• [Task brief]
The lines to repeat are those below from the one containing "pub fn get_i64<M: JsonMap>(map: &M, key: &str, location: &str)" down to the one containing "pub fn extract<T, M: JsonMap>(map: &mut", both included; reproduce them exactly and nothing else.

Exercise inputs START

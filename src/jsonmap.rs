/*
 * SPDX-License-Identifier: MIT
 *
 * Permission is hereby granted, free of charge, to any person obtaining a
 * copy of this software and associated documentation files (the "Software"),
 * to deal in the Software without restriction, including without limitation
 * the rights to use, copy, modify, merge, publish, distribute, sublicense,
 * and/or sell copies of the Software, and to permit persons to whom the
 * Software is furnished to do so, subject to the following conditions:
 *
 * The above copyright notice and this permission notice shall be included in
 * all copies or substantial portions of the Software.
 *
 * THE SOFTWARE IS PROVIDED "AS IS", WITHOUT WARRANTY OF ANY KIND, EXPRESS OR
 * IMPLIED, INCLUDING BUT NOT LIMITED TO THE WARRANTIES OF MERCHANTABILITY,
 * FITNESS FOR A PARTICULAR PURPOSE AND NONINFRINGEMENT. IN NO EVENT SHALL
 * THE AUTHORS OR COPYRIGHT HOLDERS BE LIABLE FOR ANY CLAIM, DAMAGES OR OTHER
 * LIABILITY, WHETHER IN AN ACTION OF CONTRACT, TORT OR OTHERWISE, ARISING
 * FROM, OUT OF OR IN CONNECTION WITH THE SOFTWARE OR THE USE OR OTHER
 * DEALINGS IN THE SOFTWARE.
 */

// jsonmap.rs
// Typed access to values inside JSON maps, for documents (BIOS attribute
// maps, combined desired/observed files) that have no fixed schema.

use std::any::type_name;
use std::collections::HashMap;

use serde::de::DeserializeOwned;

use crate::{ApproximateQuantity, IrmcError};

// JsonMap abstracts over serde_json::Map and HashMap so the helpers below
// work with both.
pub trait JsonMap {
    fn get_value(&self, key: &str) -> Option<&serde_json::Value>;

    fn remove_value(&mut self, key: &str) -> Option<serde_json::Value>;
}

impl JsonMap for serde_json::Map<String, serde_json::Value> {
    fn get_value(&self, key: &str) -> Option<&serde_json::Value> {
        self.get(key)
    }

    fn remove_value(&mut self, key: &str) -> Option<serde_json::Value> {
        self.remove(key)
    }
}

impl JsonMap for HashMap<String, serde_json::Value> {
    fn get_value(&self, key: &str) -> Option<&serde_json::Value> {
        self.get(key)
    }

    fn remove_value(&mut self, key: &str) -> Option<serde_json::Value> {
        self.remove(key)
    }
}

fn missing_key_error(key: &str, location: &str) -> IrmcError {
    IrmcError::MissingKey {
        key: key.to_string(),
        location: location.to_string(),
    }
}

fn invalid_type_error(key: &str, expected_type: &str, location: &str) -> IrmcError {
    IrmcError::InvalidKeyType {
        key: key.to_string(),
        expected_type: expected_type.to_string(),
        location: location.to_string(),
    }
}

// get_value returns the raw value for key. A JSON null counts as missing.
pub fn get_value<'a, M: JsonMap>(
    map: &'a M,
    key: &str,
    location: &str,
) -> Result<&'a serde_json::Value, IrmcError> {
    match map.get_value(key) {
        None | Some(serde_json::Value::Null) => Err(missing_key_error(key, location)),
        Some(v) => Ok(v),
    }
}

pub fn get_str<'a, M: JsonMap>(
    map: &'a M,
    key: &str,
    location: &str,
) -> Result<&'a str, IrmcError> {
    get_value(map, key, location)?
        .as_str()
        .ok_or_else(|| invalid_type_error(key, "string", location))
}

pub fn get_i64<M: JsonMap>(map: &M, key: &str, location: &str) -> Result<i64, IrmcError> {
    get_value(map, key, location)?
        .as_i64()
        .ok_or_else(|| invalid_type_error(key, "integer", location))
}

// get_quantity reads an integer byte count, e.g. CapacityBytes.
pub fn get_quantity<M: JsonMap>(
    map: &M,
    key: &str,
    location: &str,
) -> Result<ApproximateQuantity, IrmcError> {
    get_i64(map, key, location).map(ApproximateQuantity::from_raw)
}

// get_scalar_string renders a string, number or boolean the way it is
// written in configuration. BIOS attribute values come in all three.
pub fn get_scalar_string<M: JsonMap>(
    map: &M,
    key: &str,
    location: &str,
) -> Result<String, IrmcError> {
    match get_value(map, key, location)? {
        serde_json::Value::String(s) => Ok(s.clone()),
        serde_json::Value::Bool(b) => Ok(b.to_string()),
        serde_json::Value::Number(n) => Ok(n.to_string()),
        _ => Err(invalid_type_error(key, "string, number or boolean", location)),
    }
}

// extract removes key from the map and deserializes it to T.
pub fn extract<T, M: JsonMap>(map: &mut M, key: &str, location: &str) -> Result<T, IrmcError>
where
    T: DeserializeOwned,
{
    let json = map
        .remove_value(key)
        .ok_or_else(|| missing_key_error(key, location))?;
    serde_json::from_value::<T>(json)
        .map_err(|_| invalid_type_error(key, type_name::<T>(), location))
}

Exercise inputs END

• [Solution for this exercise]
pub fn get_i64<M: JsonMap>(map: &M, key: &str, location: &str) -> Result<i64, IrmcError> {
    get_value(map, key, location)?
        .as_i64()
        .ok_or_else(|| invalid_type_error(key, "integer", location))
}

// get_quantity reads an integer byte count, e.g. CapacityBytes.
pub fn get_quantity<M: JsonMap>(
    map: &M,
    key: &str,
    location: &str,
) -> Result<ApproximateQuantity, IrmcError> {
    get_i64(map, key, location).map(ApproximateQuantity::from_raw)
}

// get_scalar_string renders a string, number or boolean the way it is
// written in configuration. BIOS attribute values come in all three.
pub fn get_scalar_string<M: JsonMap>(
    map: &M,
    key: &str,
    location: &str,
) -> Result<String, IrmcError> {
    match get_value(map, key, location)? {
        serde_json::Value::String(s) => Ok(s.clone()),
        serde_json::Value::Bool(b) => Ok(b.to_string()),
        serde_json::Value::Number(n) => Ok(n.to_string()),
        _ => Err(invalid_type_error(key, "string, number or boolean", location)),
    }
}

// extract removes key from the map and deserializes it to T.
pub fn extract<T, M: JsonMap>(map: &mut M, key: &str, location: &str) -> Result<T, IrmcError>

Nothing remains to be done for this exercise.